UNITED STATES of America, Plaintiff-Appellee,
Steven Robert SPEED and Henry Ray Rainer, Defendants-Appellants.

No. 73-2035.

United States Court of Appeals, Fifth Circuit.

July 18, 1974, Rehearing Denied Sept. 18, 1974.

Fisher Alsup, Corpus Christi, Tex., Court-appointed for Ranier.

Ronald D. Karchmer, Corpus Christi, Tex., Court-appointed for Speed.

Anthony J. P. Farris, U.S. Atty., James R. Gough, Asst. U.S. Atty., Houston, Tex., for plaintiff-appellee.


Before RIVES, WISDOM and MORGAN, Circuit Judges.

LEWIS R. MORGAN, Circuit Judge.

view counter

Appellee's petition for rehearing is granted. The opinion in this cause of December 28, 1973, 489 F.2d 478 (5th Cir. 1973), is withdrawn. The facts in this case are adequately described in the first three paragraphs of the previous opinion. 489 F.2d at 478-479. In essence, appellants' car was stopped at a temporary checkpoint on U.S. Highway 281, between 65 and 75 miles north of the Mexican border. There was no indication that appellants were involved in any illegal activity. After inquiring whether appellants were American citizens and being told that they were, the Border Patrol agent asked to look inside the trunk. He was told that appellants did not have the key, whereupon he had the backseat of the car removed. His search of the trunk revealed approximately 40 pounds of marihuana, which was introduced as evidence at appellants' trial for possession of marihuana with intent to distribute.


In the previous opinion, we relied on the reasoning of Almeida-Sanchez v. United States, 413 U.S. 266, 93 S.Ct. 2535, 37 L.Ed.2d 596 (1973). Subsequently, in United States v. Miller, 492 F.2d 37 (5th Cir. 1974), a panel of this court held that Almeida-Sanchez is not to be applied retroactively to searches which occurred before the date of that opinion, June 21, 1973. In light of Miller, we abjure any reliance on Almeida-Sanchez. However, the search in question was illegal even under pre-Almeida-Sanchez law, and we therefore sustain our prior reversal of the judgment of the district court.

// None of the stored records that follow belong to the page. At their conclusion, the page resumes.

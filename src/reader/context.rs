//! ウィジェットに渡す編集コンテキスト

use super::{InputQueue, LineState};
use crate::completion::Completer;
use crate::display::{BellStyle, EditorView, Redisplay};
use crate::editor::{Buffer, KillRing, Snapshot, UndoLog, WordChars};
use crate::error::Result;
use crate::history::HistorySession;
use crate::input::key::Key;
use crate::input::keymap::KeyMaps;
use crate::mode::{ModeController, SubMode, MAX_ARGUMENT};
use crate::options::{vars, Options, ReadlineOption, Variables, DEFAULT_WORDCHARS};
use crate::parser::{ParseContext, ParseError, ParsedLine, Parser};
use crate::widget::{MotionKind, WidgetName, WidgetOutcome, WidgetRegistry};

/// ウィジェット1回の呼び出しに付随するフラグ
#[derive(Debug, Clone, Default)]
pub(crate) struct InvocationFlags {
    pub(crate) bell: bool,
    pub(crate) retain_argument: bool,
    pub(crate) keep_menu: bool,
    /// 移動ウィジェットとして呼ばれたか
    pub(crate) motion: bool,
    /// 実行時に決まる範囲の扱い
    pub(crate) motion_kind: Option<MotionKind>,
    /// ウィジェットを起動したキー列
    pub(crate) keys: Vec<Key>,
    /// この呼び出しで変更があればアンドゥに積む状態
    pub(crate) undo_base: Option<Snapshot>,
}

/// 編集セッションの状態一式
///
/// ウィジェットはこれを通してのみバッファ・履歴・モードを変更する。
pub struct EditContext<'a> {
    pub buffer: &'a mut Buffer,
    pub undo: &'a mut UndoLog,
    pub kill_ring: &'a mut KillRing,
    pub mode: &'a mut ModeController,
    pub history: &'a mut HistorySession,
    pub options: &'a mut Options,
    pub variables: &'a mut Variables,
    pub line: &'a mut LineState,
    pub(crate) keymaps: &'a KeyMaps,
    pub(crate) registry: &'a WidgetRegistry,
    pub(crate) completer: &'a dyn Completer,
    pub(crate) parser: &'a dyn Parser,
    pub(crate) input: &'a mut InputQueue,
    pub(crate) display: &'a mut dyn Redisplay,
    pub(crate) prompt: &'a str,
    pub(crate) flags: InvocationFlags,
}

impl<'a> EditContext<'a> {
    /// 繰り返し回数（数値引数、既定は1）
    ///
    /// オペレータ待ちの移動ではオペレータ側の回数を掛け合わせる。
    pub fn count(&self) -> i64 {
        let count = self.mode.argument.count();
        match self.mode.pending_operator {
            Some(op) if self.flags.motion => count.saturating_mul(op.count).clamp(-MAX_ARGUMENT, MAX_ARGUMENT),
            _ => count,
        }
    }

    /// 明示的に与えられた数値引数
    pub fn explicit_argument(&self) -> Option<i64> {
        self.mode.argument.explicit()
    }

    /// 起動したキー列の最後のキー
    pub fn last_key(&self) -> Option<Key> {
        self.flags.keys.last().copied()
    }

    /// 起動したキー列
    pub fn keys(&self) -> &[Key] {
        &self.flags.keys
    }

    /// ベルを要求する
    pub fn beep(&mut self) {
        self.flags.bell = true;
    }

    /// ベルを鳴らして何もせず続行
    pub fn fail(&mut self) -> Result<WidgetOutcome> {
        self.beep();
        Ok(WidgetOutcome::Continue)
    }

    /// 数値引数を次のウィジェットへ持ち越す
    pub fn retain_argument(&mut self) {
        self.flags.retain_argument = true;
    }

    /// ここまでの変更を1つのアンドゥ単位として閉じる
    ///
    /// 複数の編集を行うウィジェットの途中で呼ぶと、以降の変更は別の単位になる。
    pub fn split_undo(&mut self) {
        if let Some(base) = self.flags.undo_base.take() {
            if base.text != self.buffer.text() {
                self.undo.record(base);
            }
            self.flags.undo_base = Some(self.buffer.snapshot());
        }
    }

    /// 補完メニューと一覧を維持する
    pub fn keep_menu(&mut self) {
        self.flags.keep_menu = true;
    }

    /// オペレータに渡す範囲の扱いを実行時に指定
    pub fn set_motion_kind(&mut self, kind: MotionKind) {
        self.flags.motion_kind = Some(kind);
    }

    pub fn option(&self, option: ReadlineOption) -> bool {
        self.options.is_set(option)
    }

    /// 履歴移動の失敗時にベルを鳴らす
    pub fn history_beep(&mut self) {
        if self.option(ReadlineOption::HistoryBeep) {
            self.beep();
        }
    }

    /// `WORDCHARS` に基づく単語構成文字
    pub fn word_chars(&self) -> WordChars {
        WordChars::new(self.variables.get_str(vars::WORDCHARS).unwrap_or(DEFAULT_WORDCHARS))
    }

    /// 別のウィジェットを直接呼ぶ（アンドゥ記録などは呼び出し元のものに含まれる）
    pub fn call_widget(&mut self, name: &WidgetName) -> Result<WidgetOutcome> {
        let registry = self.registry;
        match registry.get(name) {
            Some(widget) => widget.call(self),
            None => {
                log::warn!("widget not found: {}", name);
                self.fail()
            }
        }
    }

    /// 現在のバッファを解析する
    pub fn parse(&self, context: ParseContext) -> std::result::Result<ParsedLine, ParseError> {
        self.parser.parse(&self.buffer.text(), self.buffer.cursor(), context)
    }

    pub fn completer(&self) -> &dyn Completer {
        self.completer
    }

    pub fn keymaps(&self) -> &KeyMaps {
        self.keymaps
    }

    /// 表示用の状態
    pub fn view(&self) -> EditorView<'_> {
        build_view(self.prompt, self.buffer, self.mode, self.history, self.line)
    }

    /// 再表示
    pub fn redisplay(&mut self) -> Result<()> {
        let view = build_view(self.prompt, self.buffer, self.mode, self.history, self.line);
        self.display.redisplay(&view)
    }

    pub fn clear_screen(&mut self) -> Result<()> {
        self.display.clear_screen()
    }

    /// 行の読み取り終了時の後始末
    pub(crate) fn finish(&mut self) -> Result<()> {
        let view = build_view(self.prompt, self.buffer, self.mode, self.history, self.line);
        self.display.finish(&view)
    }

    /// 要求されていればベルを鳴らす
    pub(crate) fn ring_pending_bell(&mut self) -> Result<()> {
        if !std::mem::take(&mut self.flags.bell) {
            return Ok(());
        }
        let style = BellStyle::from_variables(
            self.variables.get_str(vars::BELL_STYLE),
            self.variables.get_bool(vars::PREFER_VISIBLE_BELL, false),
        );
        self.line.bells += 1;
        if style != BellStyle::None {
            self.display.bell(style)?;
        }
        Ok(())
    }
}

fn build_view<'v>(
    prompt: &'v str,
    buffer: &'v Buffer,
    mode: &ModeController,
    history: &HistorySession,
    line: &'v LineState,
) -> EditorView<'v> {
    let searching = matches!(mode.sub_mode, Some(SubMode::IncrementalSearch));
    let search = history.search.as_ref().filter(|_| searching);
    let menu = mode.has_overlay(crate::mode::Overlay::MenuSelect);
    EditorView {
        prompt,
        text: buffer.chars(),
        cursor: buffer.cursor(),
        mark: buffer.mark(),
        keymaps: mode.keymap_chain(),
        search: search.map(|s| s.prompt()),
        search_failed: search.is_some_and(|s| s.failed),
        listing: line.listing.as_deref(),
        menu_selected: line.completion.as_ref().and_then(|c| c.selected).filter(|_| menu),
        argument: mode.argument.explicit(),
        overwrite: buffer.is_overwrite(),
        depth: mode.depth(),
        message: line.message.as_deref(),
    }
}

The so-called border search has long been recognized as an exception to both the warrant and probable cause requirements of the Fourth Amendment to the Constitution. United States v. Thompson, 475 F.2d 1359 (5th Cir. 1973); Carroll v. United States, 267 U.S. 132, 45 S.Ct. 280, 69 L.Ed. 543 (1925); Anno., 6 A.L.R.Fed. 317 (1971). However, it has also been consistently held that border searches are not entirely exempt from the Fourth Amendment, but rather are subject to the requirement that they be reasonable. United States v. Rodriguez-Hernandez, 493 F.2d 168 (5th Cir. 1974); United States v. Warner, 441 F.2d 821 (5th Cir.) cert. den. 404 U.S. 829, 92 S.Ct. 65, 30 L.Ed.2d 58 (1971); Morales v. United States, 378 F.2d 187 (5th Cir. 1967); Marsh v. United States, 344 F.2d 317 (5th Cir. 1965).

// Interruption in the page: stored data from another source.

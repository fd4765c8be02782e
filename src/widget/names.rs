//! ウィジェット名の定数

use super::WidgetName;

pub const DIGIT_ARGUMENT: WidgetName = WidgetName::from_static("digit-argument");
pub const NEG_ARGUMENT: WidgetName = WidgetName::from_static("neg-argument");
pub const UNIVERSAL_ARGUMENT: WidgetName = WidgetName::from_static("universal-argument");
pub const VI_DIGIT_OR_BEGINNING_OF_LINE: WidgetName = WidgetName::from_static("vi-digit-or-beginning-of-line");
pub const FORWARD_CHAR: WidgetName = WidgetName::from_static("forward-char");
pub const BACKWARD_CHAR: WidgetName = WidgetName::from_static("backward-char");
pub const FORWARD_WORD: WidgetName = WidgetName::from_static("forward-word");
pub const BACKWARD_WORD: WidgetName = WidgetName::from_static("backward-word");
pub const EMACS_FORWARD_WORD: WidgetName = WidgetName::from_static("emacs-forward-word");
pub const EMACS_BACKWARD_WORD: WidgetName = WidgetName::from_static("emacs-backward-word");
pub const BEGINNING_OF_LINE: WidgetName = WidgetName::from_static("beginning-of-line");
pub const END_OF_LINE: WidgetName = WidgetName::from_static("end-of-line");
pub const UP_LINE: WidgetName = WidgetName::from_static("up-line");
pub const DOWN_LINE: WidgetName = WidgetName::from_static("down-line");
pub const BEGINNING_OF_BUFFER_OR_HISTORY: WidgetName = WidgetName::from_static("beginning-of-buffer-or-history");
pub const END_OF_BUFFER_OR_HISTORY: WidgetName = WidgetName::from_static("end-of-buffer-or-history");
pub const BEGINNING_OF_LINE_HIST: WidgetName = WidgetName::from_static("beginning-of-line-hist");
pub const END_OF_LINE_HIST: WidgetName = WidgetName::from_static("end-of-line-hist");
pub const SET_MARK_COMMAND: WidgetName = WidgetName::from_static("set-mark-command");
pub const EXCHANGE_POINT_AND_MARK: WidgetName = WidgetName::from_static("exchange-point-and-mark");
pub const CHARACTER_SEARCH: WidgetName = WidgetName::from_static("character-search");
pub const CHARACTER_SEARCH_BACKWARD: WidgetName = WidgetName::from_static("character-search-backward");
pub const WHAT_CURSOR_POSITION: WidgetName = WidgetName::from_static("what-cursor-position");
pub const SELF_INSERT: WidgetName = WidgetName::from_static("self-insert");
pub const SELF_INSERT_UNMETA: WidgetName = WidgetName::from_static("self-insert-unmeta");
pub const BACKWARD_DELETE_CHAR: WidgetName = WidgetName::from_static("backward-delete-char");
pub const DELETE_CHAR: WidgetName = WidgetName::from_static("delete-char");
pub const BACKWARD_DELETE_WORD: WidgetName = WidgetName::from_static("backward-delete-word");
pub const DELETE_WORD: WidgetName = WidgetName::from_static("delete-word");
pub const TRANSPOSE_CHARS: WidgetName = WidgetName::from_static("transpose-chars");
pub const TRANSPOSE_WORDS: WidgetName = WidgetName::from_static("transpose-words");
pub const CAPITALIZE_WORD: WidgetName = WidgetName::from_static("capitalize-word");
pub const UP_CASE_WORD: WidgetName = WidgetName::from_static("up-case-word");
pub const DOWN_CASE_WORD: WidgetName = WidgetName::from_static("down-case-word");
pub const QUOTED_INSERT: WidgetName = WidgetName::from_static("quoted-insert");
pub const OVERWRITE_MODE: WidgetName = WidgetName::from_static("overwrite-mode");
pub const INSERT_COMMENT: WidgetName = WidgetName::from_static("insert-comment");
pub const COPY_PREV_WORD: WidgetName = WidgetName::from_static("copy-prev-word");
pub const INSERT_CLOSE_PAREN: WidgetName = WidgetName::from_static("insert-close-paren");
pub const INSERT_CLOSE_CURLY: WidgetName = WidgetName::from_static("insert-close-curly");
pub const INSERT_CLOSE_SQUARE: WidgetName = WidgetName::from_static("insert-close-square");
pub const MAGIC_SPACE: WidgetName = WidgetName::from_static("magic-space");
pub const KILL_WORD: WidgetName = WidgetName::from_static("kill-word");
pub const BACKWARD_KILL_WORD: WidgetName = WidgetName::from_static("backward-kill-word");
pub const KILL_LINE: WidgetName = WidgetName::from_static("kill-line");
pub const BACKWARD_KILL_LINE: WidgetName = WidgetName::from_static("backward-kill-line");
pub const KILL_WHOLE_LINE: WidgetName = WidgetName::from_static("kill-whole-line");
pub const KILL_BUFFER: WidgetName = WidgetName::from_static("kill-buffer");
pub const KILL_REGION: WidgetName = WidgetName::from_static("kill-region");
pub const COPY_REGION_AS_KILL: WidgetName = WidgetName::from_static("copy-region-as-kill");
pub const YANK: WidgetName = WidgetName::from_static("yank");
pub const YANK_POP: WidgetName = WidgetName::from_static("yank-pop");
pub const UNDO: WidgetName = WidgetName::from_static("undo");
pub const REDO: WidgetName = WidgetName::from_static("redo");
pub const VI_UNDO_CHANGE: WidgetName = WidgetName::from_static("vi-undo-change");
pub const SPLIT_UNDO: WidgetName = WidgetName::from_static("split-undo");
pub const UP_HISTORY: WidgetName = WidgetName::from_static("up-history");
pub const DOWN_HISTORY: WidgetName = WidgetName::from_static("down-history");
pub const UP_LINE_OR_HISTORY: WidgetName = WidgetName::from_static("up-line-or-history");
pub const DOWN_LINE_OR_HISTORY: WidgetName = WidgetName::from_static("down-line-or-history");
pub const UP_LINE_OR_SEARCH: WidgetName = WidgetName::from_static("up-line-or-search");
pub const DOWN_LINE_OR_SEARCH: WidgetName = WidgetName::from_static("down-line-or-search");
pub const BEGINNING_OF_HISTORY: WidgetName = WidgetName::from_static("beginning-of-history");
pub const END_OF_HISTORY: WidgetName = WidgetName::from_static("end-of-history");
pub const HISTORY_SEARCH_BACKWARD: WidgetName = WidgetName::from_static("history-search-backward");
pub const HISTORY_SEARCH_FORWARD: WidgetName = WidgetName::from_static("history-search-forward");
pub const HISTORY_BEGINNING_SEARCH_BACKWARD: WidgetName = WidgetName::from_static("history-beginning-search-backward");
pub const HISTORY_BEGINNING_SEARCH_FORWARD: WidgetName = WidgetName::from_static("history-beginning-search-forward");
pub const HISTORY_INCREMENTAL_SEARCH_BACKWARD: WidgetName = WidgetName::from_static("history-incremental-search-backward");
pub const HISTORY_INCREMENTAL_SEARCH_FORWARD: WidgetName = WidgetName::from_static("history-incremental-search-forward");
pub const HISTORY_INCREMENTAL_PATTERN_SEARCH_BACKWARD: WidgetName = WidgetName::from_static("history-incremental-pattern-search-backward");
pub const HISTORY_INCREMENTAL_PATTERN_SEARCH_FORWARD: WidgetName = WidgetName::from_static("history-incremental-pattern-search-forward");
pub const INSERT_LAST_WORD: WidgetName = WidgetName::from_static("insert-last-word");
pub const INFER_NEXT_HISTORY: WidgetName = WidgetName::from_static("infer-next-history");
pub const EXPAND_HISTORY: WidgetName = WidgetName::from_static("expand-history");
pub const VI_FETCH_HISTORY: WidgetName = WidgetName::from_static("vi-fetch-history");
pub const VI_UP_LINE_OR_HISTORY: WidgetName = WidgetName::from_static("vi-up-line-or-history");
pub const VI_DOWN_LINE_OR_HISTORY: WidgetName = WidgetName::from_static("vi-down-line-or-history");
pub const VI_HISTORY_SEARCH_BACKWARD: WidgetName = WidgetName::from_static("vi-history-search-backward");
pub const VI_HISTORY_SEARCH_FORWARD: WidgetName = WidgetName::from_static("vi-history-search-forward");
pub const VI_REPEAT_SEARCH: WidgetName = WidgetName::from_static("vi-repeat-search");
pub const VI_REV_REPEAT_SEARCH: WidgetName = WidgetName::from_static("vi-rev-repeat-search");
pub const COMPLETE_WORD: WidgetName = WidgetName::from_static("complete-word");
pub const COMPLETE_PREFIX: WidgetName = WidgetName::from_static("complete-prefix");
pub const EXPAND_OR_COMPLETE: WidgetName = WidgetName::from_static("expand-or-complete");
pub const EXPAND_OR_COMPLETE_PREFIX: WidgetName = WidgetName::from_static("expand-or-complete-prefix");
pub const MENU_COMPLETE: WidgetName = WidgetName::from_static("menu-complete");
pub const REVERSE_MENU_COMPLETE: WidgetName = WidgetName::from_static("reverse-menu-complete");
pub const MENU_SELECT: WidgetName = WidgetName::from_static("menu-select");
pub const MENU_EXPAND_OR_COMPLETE: WidgetName = WidgetName::from_static("menu-expand-or-complete");
pub const LIST_CHOICES: WidgetName = WidgetName::from_static("list-choices");
pub const DELETE_CHAR_OR_LIST: WidgetName = WidgetName::from_static("delete-char-or-list");
pub const ACCEPT_LINE: WidgetName = WidgetName::from_static("accept-line");
pub const ABORT: WidgetName = WidgetName::from_static("abort");
pub const BEEP: WidgetName = WidgetName::from_static("beep");
pub const UNDEFINED_KEY: WidgetName = WidgetName::from_static("undefined-key");
pub const CLEAR_SCREEN: WidgetName = WidgetName::from_static("clear-screen");
pub const REDISPLAY: WidgetName = WidgetName::from_static("redisplay");
pub const RECURSIVE_EDIT: WidgetName = WidgetName::from_static("recursive-edit");
pub const EXECUTE_NAMED_CMD: WidgetName = WidgetName::from_static("execute-named-cmd");
pub const DO_LOWERCASE_VERSION: WidgetName = WidgetName::from_static("do-lowercase-version");
pub const EMACS_EDITING_MODE: WidgetName = WidgetName::from_static("emacs-editing-mode");
pub const VI_CMD_MODE: WidgetName = WidgetName::from_static("vi-cmd-mode");
pub const VI_INSERT: WidgetName = WidgetName::from_static("vi-insert");
pub const VI_INSERT_BOL: WidgetName = WidgetName::from_static("vi-insert-bol");
pub const VI_ADD_NEXT: WidgetName = WidgetName::from_static("vi-add-next");
pub const VI_ADD_EOL: WidgetName = WidgetName::from_static("vi-add-eol");
pub const VISUAL_MODE: WidgetName = WidgetName::from_static("visual-mode");
pub const VISUAL_LINE_MODE: WidgetName = WidgetName::from_static("visual-line-mode");
pub const VI_FORWARD_CHAR: WidgetName = WidgetName::from_static("vi-forward-char");
pub const VI_BACKWARD_CHAR: WidgetName = WidgetName::from_static("vi-backward-char");
pub const VI_FORWARD_WORD: WidgetName = WidgetName::from_static("vi-forward-word");
pub const VI_FORWARD_BLANK_WORD: WidgetName = WidgetName::from_static("vi-forward-blank-word");
pub const VI_FORWARD_WORD_END: WidgetName = WidgetName::from_static("vi-forward-word-end");
pub const VI_FORWARD_BLANK_WORD_END: WidgetName = WidgetName::from_static("vi-forward-blank-word-end");
pub const VI_BACKWARD_WORD: WidgetName = WidgetName::from_static("vi-backward-word");
pub const VI_BACKWARD_BLANK_WORD: WidgetName = WidgetName::from_static("vi-backward-blank-word");
pub const VI_BACKWARD_WORD_END: WidgetName = WidgetName::from_static("vi-backward-word-end");
pub const VI_BACKWARD_BLANK_WORD_END: WidgetName = WidgetName::from_static("vi-backward-blank-word-end");
pub const VI_BEGINNING_OF_LINE: WidgetName = WidgetName::from_static("vi-beginning-of-line");
pub const VI_END_OF_LINE: WidgetName = WidgetName::from_static("vi-end-of-line");
pub const VI_FIRST_NON_BLANK: WidgetName = WidgetName::from_static("vi-first-non-blank");
pub const VI_GOTO_COLUMN: WidgetName = WidgetName::from_static("vi-goto-column");
pub const VI_MATCH_BRACKET: WidgetName = WidgetName::from_static("vi-match-bracket");
pub const VI_FIND_NEXT_CHAR: WidgetName = WidgetName::from_static("vi-find-next-char");
pub const VI_FIND_NEXT_CHAR_SKIP: WidgetName = WidgetName::from_static("vi-find-next-char-skip");
pub const VI_FIND_PREV_CHAR: WidgetName = WidgetName::from_static("vi-find-prev-char");
pub const VI_FIND_PREV_CHAR_SKIP: WidgetName = WidgetName::from_static("vi-find-prev-char-skip");
pub const VI_REPEAT_FIND: WidgetName = WidgetName::from_static("vi-repeat-find");
pub const VI_REV_REPEAT_FIND: WidgetName = WidgetName::from_static("vi-rev-repeat-find");
pub const VI_DELETE: WidgetName = WidgetName::from_static("vi-delete");
pub const VI_CHANGE_TO: WidgetName = WidgetName::from_static("vi-change-to");
pub const VI_YANK: WidgetName = WidgetName::from_static("vi-yank");
pub const VI_OPER_SWAP_CASE: WidgetName = WidgetName::from_static("vi-oper-swap-case");
pub const VI_DELETE_CHAR: WidgetName = WidgetName::from_static("vi-delete-char");
pub const VI_BACKWARD_DELETE_CHAR: WidgetName = WidgetName::from_static("vi-backward-delete-char");
pub const VI_KILL_EOL: WidgetName = WidgetName::from_static("vi-kill-eol");
pub const VI_CHANGE_EOL: WidgetName = WidgetName::from_static("vi-change-eol");
pub const VI_CHANGE_WHOLE_LINE: WidgetName = WidgetName::from_static("vi-change-whole-line");
pub const VI_YANK_WHOLE_LINE: WidgetName = WidgetName::from_static("vi-yank-whole-line");
pub const VI_YANK_EOL: WidgetName = WidgetName::from_static("vi-yank-eol");
pub const VI_SUBSTITUTE: WidgetName = WidgetName::from_static("vi-substitute");
pub const VI_REPLACE_CHARS: WidgetName = WidgetName::from_static("vi-replace-chars");
pub const VI_REPLACE: WidgetName = WidgetName::from_static("vi-replace");
pub const VI_SWAP_CASE: WidgetName = WidgetName::from_static("vi-swap-case");
pub const VI_PUT_AFTER: WidgetName = WidgetName::from_static("vi-put-after");
pub const VI_PUT_BEFORE: WidgetName = WidgetName::from_static("vi-put-before");
pub const PUT_REPLACE_SELECTION: WidgetName = WidgetName::from_static("put-replace-selection");
pub const VI_JOIN: WidgetName = WidgetName::from_static("vi-join");
pub const VI_OPEN_LINE_ABOVE: WidgetName = WidgetName::from_static("vi-open-line-above");
pub const VI_OPEN_LINE_BELOW: WidgetName = WidgetName::from_static("vi-open-line-below");
pub const VI_INSERT_COMMENT: WidgetName = WidgetName::from_static("vi-insert-comment");
pub const VI_BACKWARD_KILL_WORD: WidgetName = WidgetName::from_static("vi-backward-kill-word");
pub const VI_KILL_LINE: WidgetName = WidgetName::from_static("vi-kill-line");
pub const VI_QUOTED_INSERT: WidgetName = WidgetName::from_static("vi-quoted-insert");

Although the probable cause standard of the Fourth Amendment need not be met, the officer conducting the search must have at least a reasonable suspicion of illegal activity. United States v. Daly, 493 F.2d 395 (5th Cir. 1974); United States v. Storm, 480 F.2d 701 (5th Cir. 1973); United States v. McDaniel, 463 F.2d 129 (5th Cir. 1972), cert. den. 413 U.S. 919, 93 S.Ct. 3046, 37 L.Ed.2d 1041 (1973); Morales v. United States, supra; Thomas v. United States, 372 F.2d 252 (5th Cir. 1967); Marsh v. United States, supra. In addition, the reasonable suspicion must be not merely of any violation, but of a Customs or Immigration violation. United States v. Storm, supra; United States v. McDaniel, supra. See, united States v. Solis, 469 F.2d 1113, 1114-1115, n. 2 (5th Cir. 1972), cert. den. 410 U.S 932, 93 S.Ct. 1375, 35 L.Ed.2d 594 (1973).

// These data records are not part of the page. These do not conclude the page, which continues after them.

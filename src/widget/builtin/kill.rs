//! キルとヤンク

use super::add;
use super::edit::word_range;
use crate::editor::KillDirection;
use crate::error::Result;
use crate::reader::EditContext;
use crate::widget::{names, WidgetOutcome, WidgetRegistry};
use std::ops::Range;

pub(crate) fn register(registry: &mut WidgetRegistry) {
    add(registry, names::KILL_WORD, kill_word);
    add(registry, names::BACKWARD_KILL_WORD, backward_kill_word);
    add(registry, names::KILL_LINE, kill_line);
    add(registry, names::BACKWARD_KILL_LINE, backward_kill_line);
    add(registry, names::KILL_WHOLE_LINE, kill_whole_line);
    add(registry, names::KILL_BUFFER, kill_buffer);
    add(registry, names::KILL_REGION, kill_region);
    add(registry, names::COPY_REGION_AS_KILL, copy_region_as_kill);
    add(registry, names::YANK, yank);
    add(registry, names::YANK_POP, yank_pop);
}

/// 範囲を削除してキルリングへ送る
pub(crate) fn kill_range(ctx: &mut EditContext<'_>, range: Range<usize>, direction: KillDirection) {
    let removed = ctx.buffer.delete_range(range);
    ctx.kill_ring.kill(&removed, direction);
}

/// 符号付きの回数で単語をキルする
pub(crate) fn kill_words(ctx: &mut EditContext<'_>, count: i64) -> Result<WidgetOutcome> {
    let range = word_range(ctx, count);
    if range.is_empty() {
        return ctx.fail();
    }
    let direction = if count >= 0 { KillDirection::Forward } else { KillDirection::Backward };
    kill_range(ctx, range, direction);
    Ok(WidgetOutcome::Continue)
}

fn kill_word(ctx: &mut EditContext<'_>) -> Result<WidgetOutcome> {
    let count = ctx.count();
    kill_words(ctx, count)
}

fn backward_kill_word(ctx: &mut EditContext<'_>) -> Result<WidgetOutcome> {
    let count = ctx.count();
    kill_words(ctx, -count)
}

/// カーソルから `count` 行分の範囲。行末では改行を含める
fn line_kill_range(ctx: &EditContext<'_>, count: i64) -> Range<usize> {
    let buffer = &*ctx.buffer;
    let cursor = buffer.cursor();
    let mut pos = cursor;
    super::repeat(count, |forward| {
        let next = if forward {
            let end = buffer.line_end(pos);
            if end == pos && pos < buffer.len() {
                pos + 1
            } else {
                end
            }
        } else {
            let start = buffer.line_start(pos);
            if start == pos && pos > 0 {
                pos - 1
            } else {
                start
            }
        };
        let moved = next != pos;
        pos = next;
        moved
    });
    pos.min(cursor)..pos.max(cursor)
}

fn kill_lines(ctx: &mut EditContext<'_>, count: i64) -> Result<WidgetOutcome> {
    let range = line_kill_range(ctx, count);
    if range.is_empty() {
        return ctx.fail();
    }
    let direction = if count >= 0 { KillDirection::Forward } else { KillDirection::Backward };
    kill_range(ctx, range, direction);
    Ok(WidgetOutcome::Continue)
}

fn kill_line(ctx: &mut EditContext<'_>) -> Result<WidgetOutcome> {
    let count = ctx.count();
    kill_lines(ctx, count)
}

fn backward_kill_line(ctx: &mut EditContext<'_>) -> Result<WidgetOutcome> {
    let count = ctx.count();
    kill_lines(ctx, -count)
}

/// カーソルのある行全体（複数行バッファでは改行も）
fn kill_whole_line(ctx: &mut EditContext<'_>) -> Result<WidgetOutcome> {
    let count = ctx.count().unsigned_abs();
    if count == 0 {
        return Ok(WidgetOutcome::Continue);
    }
    let cursor = ctx.buffer.cursor();
    let start = ctx.buffer.line_start(cursor);
    let mut end = ctx.buffer.line_end(cursor);
    for _ in 1..count {
        if end >= ctx.buffer.len() {
            break;
        }
        end = ctx.buffer.line_end(end + 1);
    }
    let range = if end < ctx.buffer.len() {
        start..end + 1
    } else if start > 0 {
        start - 1..end
    } else {
        start..end
    };
    if range.is_empty() {
        return ctx.fail();
    }
    kill_range(ctx, range, KillDirection::Forward);
    Ok(WidgetOutcome::Continue)
}

fn kill_buffer(ctx: &mut EditContext<'_>) -> Result<WidgetOutcome> {
    if ctx.buffer.is_empty() {
        return ctx.fail();
    }
    let len = ctx.buffer.len();
    kill_range(ctx, 0..len, KillDirection::Forward);
    Ok(WidgetOutcome::Continue)
}

/// マークとカーソルの間と、キルの向き
fn region_with_direction(ctx: &EditContext<'_>) -> Option<(Range<usize>, KillDirection)> {
    let mark = ctx.buffer.mark()?;
    let region = ctx.buffer.region()?;
    let direction = if mark >= ctx.buffer.cursor() {
        KillDirection::Forward
    } else {
        KillDirection::Backward
    };
    Some((region, direction))
}

fn kill_region(ctx: &mut EditContext<'_>) -> Result<WidgetOutcome> {
    let Some((region, direction)) = region_with_direction(ctx) else {
        return ctx.fail();
    };
    kill_range(ctx, region, direction);
    Ok(WidgetOutcome::Continue)
}

fn copy_region_as_kill(ctx: &mut EditContext<'_>) -> Result<WidgetOutcome> {
    let Some((region, direction)) = region_with_direction(ctx) else {
        return ctx.fail();
    };
    let text = ctx.buffer.substring(region);
    ctx.kill_ring.kill(&text, direction);
    Ok(WidgetOutcome::Continue)
}

/// 挿入した範囲を記録しつつカーソル位置へ挿入する
pub(crate) fn insert_yanked(ctx: &mut EditContext<'_>, text: &str) {
    let start = ctx.buffer.cursor();
    ctx.buffer.insert_str(text);
    let end = ctx.buffer.cursor();
    ctx.buffer.set_mark(Some(start));
    ctx.line.last_yank = Some(start..end);
}

fn yank(ctx: &mut EditContext<'_>) -> Result<WidgetOutcome> {
    let Some(text) = ctx.kill_ring.yank() else {
        return ctx.fail();
    };
    insert_yanked(ctx, &text);
    Ok(WidgetOutcome::Continue)
}

/// 直前のヤンクを1つ古いエントリに置き換える
fn yank_pop(ctx: &mut EditContext<'_>) -> Result<WidgetOutcome> {
    let Some(range) = ctx.line.last_yank.clone().filter(|_| ctx.kill_ring.last_was_yank()) else {
        return ctx.fail();
    };
    let Some(text) = ctx.kill_ring.yank_pop() else {
        return ctx.fail();
    };
    let start = range.start;
    ctx.buffer.replace_range(range, &text);
    let end = ctx.buffer.cursor();
    ctx.buffer.set_mark(Some(start));
    ctx.line.last_yank = Some(start..end);
    Ok(WidgetOutcome::Continue)
}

It is the government's burden to show the existence of reasonable suspicion of a Customs or Immigration violation. Marsh v. United States, supra. In this case, the record clearly demonstrates that the government has failed to bear its burden of showing any reasonable suspicion of criminal activity. Totally lacking from the record is any fact which might have given rise to a suspicion on the part of the officers of illegal activity. In United States v. Wilson, 492 F.2d 1160 (5th Cir. 1974), the government met this burden in a case involving a checkpoint very near the one involved here by showing that the defendants attempted to elude the Border Patrol. See also, Haerr v. United States, 240 F.2d 533 (5th Cir. 1957). This case contains no such evidence.


Finally, the government has totally failed to demonstrate any nexus with the border. In Almeida-Sanchez v. United States, supra, it was held that a border search could be conducted only at the border or the functional equivalent thereof. 413 U.S. at 272-273. This requirement is not applicable here, but some connection or contact with the border must be shown, even though the vehicle itself need not have crossed the border. United States v. Byrd, 494 F.2d 1284 (5th Cir. 1974); United States v. Bursey, 491 F.2d 531 (5th Cir. 1974); United States v. McKim, 487 F.2d 305 (5th Cir. 1973); United States v. Steinkoenig, 487 F.2d 225 (5th Cir. 1973); United States v. Storm, supra; Marsh v. United States, supra.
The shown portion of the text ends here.